Plantar fascitis involves a localized swelling, irritation, and/or bursitis of the thickened fibrous bands supporting the bottom of one’s foot. These tendon-like bands run lengthwise from the heel and fan out into the metatarsal heads or fat pad area of the foot. In most cases, painful symptoms arise at or near the point at which the bands are attached to the heel. When a person stands, these fibrous bands stretch and elongate under the pressure and pull on the heel. Eventually, a heel spur or calcium deposit may actually form in response to this constant pulling. Many of the patients who have this condition seem to have a similar presentation. There is frequently pain upon rising out of bed in the morning. The first few steps are excruciating but reduce quickly in their intensity. Later in the day, the individual with plantar fascitis will notice pain after sitting and then getting up again.
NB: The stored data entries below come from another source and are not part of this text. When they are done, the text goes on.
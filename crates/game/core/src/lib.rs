//! Deterministic rules for the wolves and villagers grid skirmish.
//!
//! `skirmish-core` owns the canonical game model (players, the double-buffered
//! board, movement intents and their resolution) and exposes a pure,
//! synchronous API. All state mutation flows through [`engine::Game`]; the
//! runtime and client crates depend on the types re-exported here.
pub mod action;
pub mod combat;
pub mod config;
pub mod engine;
pub mod env;
pub mod error;
pub mod state;

pub use action::{ActionQueue, ActionRecord, CardinalDirection, MoveDelta};
pub use combat::{MoveOutcome, MoveRejection, Resolution};
pub use config::{ConfigError, GameConfig};
pub use engine::{Game, GameSnapshot, GameStatus, PlaceError, SnapshotError, TurnError, TurnReport};
pub use env::{PcgRng, RngOracle, compute_seed};
pub use error::{ErrorSeverity, GameError};
pub use state::{
    BoardState, Faction, Layer, NoSpaceError, PlayerEntity, PlayerId, PlayerStatus, Position,
    parse_pseudo,
};
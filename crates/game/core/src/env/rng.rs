//! RNG oracle for deterministic random placement.
//!
//! Placement is the only random step in a skirmish. It is driven through a
//! trait so tests can inject a predictable source while production code keeps
//! a seeded PCG generator.
//!
//! # Determinism
//!
//! All RNG implementations must be deterministic: given the same seed,
//! they must produce the same value. Together with [`compute_seed`] this makes
//! a whole placement sequence reproducible from a single game seed.

/// Redraws [`RngOracle::pick_index`] makes before settling for a biased draw.
const PICK_ATTEMPTS: u64 = 8;

/// RNG oracle for deterministic random number generation.
///
/// Implementations must be deterministic and produce the same values
/// given the same seed.
pub trait RngOracle: Send + Sync {
    /// Generate a random u32 value from a seed.
    fn next_u32(&self, seed: u64) -> u32;

    /// Generate a random value in range [min, max] inclusive.
    ///
    /// A single modulo reduction: slightly biased unless the span divides 2^32.
    fn range(&self, seed: u64, min: u32, max: u32) -> u32 {
        if min >= max {
            return min;
        }
        let span = u64::from(max - min) + 1;
        min + (u64::from(self.next_u32(seed)) % span) as u32
    }

    /// Pick an index into a collection of `len` elements, uniformly.
    ///
    /// Draws past the largest multiple of `len` below 2^32 are rejected and
    /// redrawn from a derived seed. After `PICK_ATTEMPTS` rejections the last
    /// draw is reduced anyway, so a degenerate oracle still terminates.
    /// Collections beyond `u32::MAX` elements only reach their first
    /// `u32::MAX` indices.
    ///
    /// Returns `None` for an empty collection.
    fn pick_index(&self, seed: u64, len: usize) -> Option<usize> {
        if len == 0 {
            return None;
        }
        let bound = u64::from(u32::try_from(len).unwrap_or(u32::MAX));
        let limit = (1u64 << 32) - (1u64 << 32) % bound;

        let mut draw = self.next_u32(seed);
        for attempt in 1..=PICK_ATTEMPTS {
            if u64::from(draw) < limit {
                break;
            }
            draw = self.next_u32(seed.wrapping_add(attempt.wrapping_mul(0x9e3779b97f4a7c15)));
        }
        Some((u64::from(draw) % bound) as usize)
    }
}

/// PCG random number generator (Permuted Congruential Generator).
///
/// This implementation uses PCG-XSH-RR, which produces 32-bit output from
/// 64-bit state. Each call performs a single step from the provided seed.
///
/// - PCG paper: <https://www.pcg-random.org/>
#[derive(Clone, Copy, Debug, Default)]
pub struct PcgRng;

impl PcgRng {
    const MULTIPLIER: u64 = 6364136223846793005;
    const INCREMENT: u64 = 1442695040888963407;

    /// `state' = (state * multiplier + increment) mod 2^64`
    #[inline]
    fn pcg_step(state: u64) -> u64 {
        state
            .wrapping_mul(Self::MULTIPLIER)
            .wrapping_add(Self::INCREMENT)
    }

    /// XSH-RR output permutation (xorshift high, random rotate).
    #[inline]
    fn pcg_output(state: u64) -> u32 {
        let xorshifted = (((state >> 18) ^ state) >> 27) as u32;
        let rot = (state >> 59) as u32;
        xorshifted.rotate_right(rot)
    }
}

impl RngOracle for PcgRng {
    fn next_u32(&self, seed: u64) -> u32 {
        let state = Self::pcg_step(seed);
        Self::pcg_output(state)
    }
}

/// Compute a deterministic seed for one random draw.
///
/// * `game_seed` - Base seed fixed at game construction
/// * `nonce` - Sequence number of the draw (the placement counter)
/// * `player_id` - Player the draw is made for
/// * `context` - Distinguishes several draws for the same player and nonce
pub fn compute_seed(game_seed: u64, nonce: u64, player_id: u32, context: u32) -> u64 {
    // SplitMix64 / FxHash style mixing
    let mut hash = game_seed;

    hash ^= nonce.wrapping_mul(0x9e3779b97f4a7c15);
    hash ^= (player_id as u64).wrapping_mul(0x517cc1b727220a95);
    hash ^= (context as u64).wrapping_mul(0x85ebca6b);

    // Final avalanche step
    hash ^= hash >> 33;
    hash = hash.wrapping_mul(0xff51afd7ed558ccd);
    hash ^= hash >> 33;

    hash
}
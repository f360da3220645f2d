//! Demo configuration structures and loaders.
use std::env;
use std::path::PathBuf;
use std::time::{SystemTime, UNIX_EPOCH};

use skirmish_core::GameConfig;

/// Largest faction size the demo can name with single-letter pseudos.
pub const MAX_FACTION_SIZE: u32 = 26;

/// Configuration for one demo run.
#[derive(Clone, Debug)]
pub struct DemoConfig {
    pub game: GameConfig,
    pub wolves: u32,
    pub villagers: u32,
    /// Placement seed; random when unset.
    pub seed: Option<u64>,
    pub game_id: String,
    /// Store snapshots on disk instead of in memory.
    pub persist: bool,
    pub save_dir: Option<PathBuf>,
    pub log_dir: Option<PathBuf>,
    pub dump_json: bool,
}

impl Default for DemoConfig {
    fn default() -> Self {
        Self {
            game: GameConfig::default(),
            wolves: 2,
            villagers: 2,
            seed: None,
            game_id: default_game_id(),
            persist: false,
            save_dir: None,
            log_dir: None,
            dump_json: false,
        }
    }
}

impl DemoConfig {
    /// Construct configuration from process environment variables.
    ///
    /// Environment variables:
    /// - `SKIRMISH_WIDTH` / `SKIRMISH_HEIGHT` - Board size (default: 10 x 5)
    /// - `SKIRMISH_TURN_LIMIT` - Turns before the game ends (default: 10)
    /// - `SKIRMISH_MAX_PLAYERS` - Player cap (default: 8)
    /// - `SKIRMISH_WOLVES` / `SKIRMISH_VILLAGERS` - Faction sizes (default: 2 each, at most 26)
    /// - `SKIRMISH_SEED` - Placement seed (default: random)
    /// - `SKIRMISH_GAME_ID` - Snapshot key (default: timestamp based)
    /// - `SKIRMISH_PERSIST` - Store snapshots on disk (default: false)
    /// - `SKIRMISH_SAVE_DIR` - Snapshot directory; implies persistence (default: platform data dir)
    /// - `SKIRMISH_LOG_DIR` - Also write logs to this directory (default: stderr only)
    /// - `SKIRMISH_DUMP_JSON` - Print the final snapshot as JSON (default: false)
    pub fn from_env() -> Self {
        let mut config = Self::default();

        if let Some(width) = read_env("SKIRMISH_WIDTH") {
            config.game.width = width;
        }
        if let Some(height) = read_env("SKIRMISH_HEIGHT") {
            config.game.height = height;
        }
        if let Some(turn_limit) = read_env("SKIRMISH_TURN_LIMIT") {
            config.game.turn_limit = turn_limit;
        }
        if let Some(max_players) = read_env("SKIRMISH_MAX_PLAYERS") {
            config.game.max_players = max_players;
        }
        if let Some(wolves) = read_env::<u32>("SKIRMISH_WOLVES") {
            config.wolves = wolves.min(MAX_FACTION_SIZE);
        }
        if let Some(villagers) = read_env::<u32>("SKIRMISH_VILLAGERS") {
            config.villagers = villagers.min(MAX_FACTION_SIZE);
        }

        config.seed = read_env("SKIRMISH_SEED");
        if let Ok(game_id) = env::var("SKIRMISH_GAME_ID") {
            config.game_id = game_id;
        }

        config.save_dir = env::var("SKIRMISH_SAVE_DIR").ok().map(PathBuf::from);
        config.persist = read_env("SKIRMISH_PERSIST").unwrap_or(false) || config.save_dir.is_some();
        config.log_dir = env::var("SKIRMISH_LOG_DIR").ok().map(PathBuf::from);
        config.dump_json = read_env("SKIRMISH_DUMP_JSON").unwrap_or(false);

        config
    }

    /// Where file snapshots go when persistence is enabled.
    pub fn snapshot_dir(&self) -> PathBuf {
        self.save_dir.clone().unwrap_or_else(data_dir)
    }
}

/// Platform-specific data directory for saved games.
///
/// - macOS: `~/Library/Application Support/skirmish`
/// - Linux: `~/.local/share/skirmish` (or `$XDG_DATA_HOME/skirmish`)
/// - Windows: `%APPDATA%\skirmish`
/// - Fallback: `./save_data`
pub fn data_dir() -> PathBuf {
    directories::ProjectDirs::from("", "", "skirmish")
        .map(|dirs| dirs.data_dir().to_path_buf())
        .unwrap_or_else(|| PathBuf::from("./save_data"))
}

fn default_game_id() -> String {
    let timestamp = SystemTime::now()
        .duration_since(UNIX_EPOCH)
        .map(|elapsed| elapsed.as_secs())
        .unwrap_or_default();
    format!("game_{timestamp}")
}

fn read_env<T>(key: &str) -> Option<T>
where
    T: std::str::FromStr,
{
    env::var(key).ok()?.parse().ok()
}
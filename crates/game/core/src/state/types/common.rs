use std::fmt;

/// Stable identifier of a player for the lifetime of a game.
///
/// Identifiers are handed out sequentially from zero in attach order.
#[derive(Clone, Copy, Debug, PartialEq, Eq, PartialOrd, Ord, Hash, Default)]
#[cfg_attr(feature = "serde", derive(serde::Serialize, serde::Deserialize))]
pub struct PlayerId(pub u32);

impl fmt::Display for PlayerId {
    fn fmt(&self, f: &mut fmt::Formatter<'_>) -> fmt::Result {
        write!(f, "#{}", self.0)
    }
}

/// Discrete grid position expressed in cell coordinates.
#[derive(Clone, Copy, Debug, PartialEq, Eq, PartialOrd, Ord, Hash, Default)]
#[cfg_attr(feature = "serde", derive(serde::Serialize, serde::Deserialize))]
pub struct Position {
    pub x: i32,
    pub y: i32,
}

impl Position {
    pub const ORIGIN: Self = Self { x: 0, y: 0 };

    pub const fn new(x: i32, y: i32) -> Self {
        Self { x, y }
    }

    /// Returns the position shifted by the given offsets.
    pub const fn offset(self, dx: i32, dy: i32) -> Self {
        Self {
            x: self.x + dx,
            y: self.y + dy,
        }
    }
}

impl fmt::Display for Position {
    fn fmt(&self, f: &mut fmt::Formatter<'_>) -> fmt::Result {
        write!(f, "({}, {})", self.x, self.y)
    }
}
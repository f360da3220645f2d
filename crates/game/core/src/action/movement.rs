use crate::state::Position;

/// Requested displacement for one turn.
///
/// Values are unchecked on construction; each axis must lie in `-1..=1` for
/// the move to be accepted during resolution.
#[derive(Clone, Copy, Debug, PartialEq, Eq, Hash, Default)]
#[cfg_attr(feature = "serde", derive(serde::Serialize, serde::Deserialize))]
pub struct MoveDelta {
    pub dx: i32,
    pub dy: i32,
}

impl MoveDelta {
    /// The `(0, 0)` delta. It is resolved like any other move.
    pub const ZERO: Self = Self { dx: 0, dy: 0 };

    pub const fn new(dx: i32, dy: i32) -> Self {
        Self { dx, dy }
    }

    /// Both axes within `-1..=1`.
    pub const fn is_valid(self) -> bool {
        self.dx >= -1 && self.dx <= 1 && self.dy >= -1 && self.dy <= 1
    }

    pub const fn reversed(self) -> Self {
        Self {
            dx: -self.dx,
            dy: -self.dy,
        }
    }

    /// Horizontal component only.
    pub const fn horizontal(self) -> Self {
        Self { dx: self.dx, dy: 0 }
    }

    /// Vertical component only.
    pub const fn vertical(self) -> Self {
        Self { dx: 0, dy: self.dy }
    }

    pub const fn apply(self, origin: Position) -> Position {
        origin.offset(self.dx, self.dy)
    }
}

impl From<(i32, i32)> for MoveDelta {
    fn from((dx, dy): (i32, i32)) -> Self {
        Self { dx, dy }
    }
}

impl From<CardinalDirection> for MoveDelta {
    fn from(direction: CardinalDirection) -> Self {
        let (dx, dy) = direction.delta();
        Self { dx, dy }
    }
}

/// Axis-aligned unit moves, listed in redirect trial order.
#[derive(Clone, Copy, Debug, PartialEq, Eq)]
#[cfg_attr(feature = "serde", derive(serde::Serialize, serde::Deserialize))]
pub enum CardinalDirection {
    East,
    West,
    South,
    North,
}

impl CardinalDirection {
    /// `(+x, 0), (-x, 0), (0, +y), (0, -y)`.
    pub const ALL: [CardinalDirection; 4] = [
        CardinalDirection::East,
        CardinalDirection::West,
        CardinalDirection::South,
        CardinalDirection::North,
    ];

    /// Board rows grow downwards, so `South` is `+y`.
    pub const fn delta(self) -> (i32, i32) {
        match self {
            CardinalDirection::East => (1, 0),
            CardinalDirection::West => (-1, 0),
            CardinalDirection::South => (0, 1),
            CardinalDirection::North => (0, -1),
        }
    }
}
//! End-to-end turns on the default 10x5 board.

use skirmish_core::{
    Faction, Game, GameConfig, GameStatus, Layer, MoveOutcome, PlaceError, PlayerId, Position,
    TurnError,
};

fn default_game(seed: u64) -> (Game, [PlayerId; 4]) {
    let mut game = Game::with_seed(GameConfig::default(), seed).unwrap();
    let ids = [
        game.place("a", Faction::Wolf, 2).unwrap(),
        game.place("b", Faction::Wolf, 2).unwrap(),
        game.place("A", Faction::Villager, 2).unwrap(),
        game.place("B", Faction::Villager, 2).unwrap(),
    ];
    (game, ids)
}

#[test]
fn one_turn_moves_wolf_and_records_both_intents() {
    for seed in 0..32 {
        let (mut game, [wolf, _, villager, _]) = default_game(seed);
        game.start().unwrap();
        let before = game.player(wolf).unwrap().position.unwrap();

        game.register_action(wolf, (-1, 0)).unwrap();
        game.register_action(villager, (1, 0)).unwrap();
        let report = game.process_actions().unwrap();

        assert_eq!(game.current_turn(), 1);
        assert_eq!(report.resolutions.len(), 2);

        let after = game.player(wolf).unwrap().position.unwrap();
        assert!(
            after.x == before.x - 1 || after.x == before.x,
            "seed {seed}: wolf went from {before} to {after}"
        );

        let records: Vec<_> = game.history().iter().map(|r| r.player_id).collect();
        assert_eq!(records, vec![wolf, villager]);
        assert!(game.history().iter().all(|r| r.turn == 0));
    }
}

#[test]
fn registering_before_start_is_refused() {
    let (mut game, [wolf, ..]) = default_game(1);
    assert_eq!(game.register_action(wolf, (1, 0)), Err(TurnError::NotActive));
    assert!(game.pending_actions().is_empty());
}

#[test]
fn full_single_cell_board_keeps_lone_player() {
    let mut game = Game::new(GameConfig::new(10, 1, 1, 8)).unwrap();
    let lone = game.place("a", Faction::Villager, 1).unwrap();

    assert!(matches!(
        game.place("b", Faction::Wolf, 1),
        Err(PlaceError::NoSpace(_))
    ));
    assert_eq!(game.player(lone).unwrap().position, Some(Position::ORIGIN));
    assert_eq!(game.players().len(), 1);
}

#[test]
fn wolf_hunts_villager_across_turns() {
    // W . O on a 3x1 strip: the villager is trapped against the edge.
    let mut game = Game::with_seed(GameConfig::new(10, 3, 1, 2), 0).unwrap();
    let wolf = game.place("w", Faction::Wolf, 1).unwrap();
    let villager = game.place("v", Faction::Villager, 1).unwrap();

    // Force the layout through a snapshot so the test does not depend on the PRNG.
    let mut snapshot = game.snapshot();
    snapshot.players[0].position = Some(Position::new(0, 0));
    snapshot.players[1].position = Some(Position::new(2, 0));
    snapshot.current = vec![Faction::Wolf, Faction::Empty, Faction::Villager];
    let mut game = Game::from_snapshot(snapshot).unwrap();
    game.start().unwrap();

    game.register_action(wolf, (1, 0)).unwrap();
    game.process_actions().unwrap();
    assert_eq!(game.player(wolf).unwrap().position, Some(Position::new(1, 0)));

    game.register_action(villager, (-1, 0)).unwrap();
    let report = game.process_actions().unwrap();
    assert_eq!(
        report.resolutions[0].outcome,
        MoveOutcome::Rejected(skirmish_core::MoveRejection::Blocked)
    );

    game.register_action(wolf, (1, 0)).unwrap();
    let report = game.process_actions().unwrap();
    assert_eq!(report.resolutions[0].defeated, Some(villager));
    assert_eq!(game.living(Faction::Villager), 0);
    assert_eq!(
        game.board().layer(Layer::Current),
        &[Faction::Empty, Faction::Empty, Faction::Wolf]
    );
}

#[test]
fn game_runs_until_turn_limit() {
    let (mut game, ids) = default_game(3);
    game.start().unwrap();

    for turn in 0..game.turn_limit() {
        for &id in &ids {
            if game.player(id).unwrap().is_active() {
                game.register_action(id, (0, 1)).unwrap();
            }
        }
        let report = game.process_actions().unwrap();
        assert_eq!(report.turn, turn);
        assert_eq!(report.game_over, turn + 1 == game.turn_limit());
    }

    assert_eq!(game.status(), GameStatus::Ended);
    assert_eq!(game.current_turn(), 10);
    assert_eq!(game.register_action(ids[0], (1, 0)), Err(TurnError::NotActive));
}

#[test]
fn zero_delta_steps_wolf_off_its_own_cell() {
    let mut game = Game::with_seed(GameConfig::new(10, 3, 1, 1), 0).unwrap();
    let wolf = game.place("w", Faction::Wolf, 1).unwrap();

    let mut snapshot = game.snapshot();
    snapshot.players[0].position = Some(Position::new(1, 0));
    snapshot.current = vec![Faction::Empty, Faction::Wolf, Faction::Empty];
    let mut game = Game::from_snapshot(snapshot).unwrap();
    game.start().unwrap();

    game.register_action(wolf, (0, 0)).unwrap();
    let report = game.process_actions().unwrap();

    assert_eq!(
        report.resolutions[0].outcome,
        MoveOutcome::Redirected {
            blocked: Position::new(1, 0)
        }
    );
    assert_eq!(game.player(wolf).unwrap().position, Some(Position::new(2, 0)));
    assert_eq!(game.history().len(), 1);
}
The pain is mostly localized to the heel and arch areas with occasional radiation of discomfort up the back of the leg. Well-padded shoes are helpful but rarely rectify the condition.

What causes it?

We are unsure as to why certain people get plantar fascitis while others do not. Trauma, repetitive stress and strain, overweight conditions, hereditary tendencies, and various soft tissue abnormalities can all play a causative role but as of yet, a clear and identifiable culprit has not been found. We can however, discuss why the pain onset seems to follow with rising or weight bearing periods after sitting. In a lying down or sitting position, the long plantar fascial bands are relaxed and contracted. There is little to no pulling on the heel and therefore, absent pain in most cases. Once we stand, these bands suddenly elongate or stretch, thus putting a strain on the bottom of the heel. Considering the fact that this pulling pressure is of a cumulative nature, sooner or later, symptoms may arise.

How do you treat it?

The treatment of a plantar fascitis condition initially includes stretching exercises, shoe modifications, foot taping and padding, possible injection of an anti-inflammatory medication, physical therapy, and the use of oral medications. Orthotics provide support and stability to the foot and ankle, improve weight distribution, and increase lower extremity function and in most cases, is an essential part of therapy. In certain cases where conservative care has failed to relieve the involved discomfort and disability, surgery might then become a consideration.